→ **Entries provided**
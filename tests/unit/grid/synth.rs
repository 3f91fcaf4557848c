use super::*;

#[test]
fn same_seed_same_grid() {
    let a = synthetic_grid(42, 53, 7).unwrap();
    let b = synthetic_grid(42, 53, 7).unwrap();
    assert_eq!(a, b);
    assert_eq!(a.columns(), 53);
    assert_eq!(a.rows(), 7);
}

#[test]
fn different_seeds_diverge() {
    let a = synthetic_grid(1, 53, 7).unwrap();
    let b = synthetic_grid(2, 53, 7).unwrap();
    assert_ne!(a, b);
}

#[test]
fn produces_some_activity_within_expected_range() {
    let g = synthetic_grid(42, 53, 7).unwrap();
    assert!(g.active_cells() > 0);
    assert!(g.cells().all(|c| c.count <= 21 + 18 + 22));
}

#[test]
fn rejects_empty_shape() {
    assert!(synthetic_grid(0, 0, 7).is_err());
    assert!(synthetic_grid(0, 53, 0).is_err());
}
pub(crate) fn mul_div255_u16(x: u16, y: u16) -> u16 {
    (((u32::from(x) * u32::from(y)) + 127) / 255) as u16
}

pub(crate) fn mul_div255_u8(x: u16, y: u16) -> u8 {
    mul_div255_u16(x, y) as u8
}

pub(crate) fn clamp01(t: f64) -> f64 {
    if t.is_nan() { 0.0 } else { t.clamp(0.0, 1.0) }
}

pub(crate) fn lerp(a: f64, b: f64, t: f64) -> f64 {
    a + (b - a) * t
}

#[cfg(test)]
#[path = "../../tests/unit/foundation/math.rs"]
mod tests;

→ **Try it**
In this exercise, copy only the lines from the opening line of the material through the line where "assert_eq!(a.columns(), 53);" appears.

→ **Result of this task**
filename tests/unit/grid/synth.rs
repository 3f91fcaf4557848c
use super::*;

#[test]
fn same_seed_same_grid() {
    let a = synthetic_grid(42, 53, 7).unwrap();
    let b = synthetic_grid(42, 53, 7).unwrap();
    assert_eq!(a, b);
    assert_eq!(a.columns(), 53);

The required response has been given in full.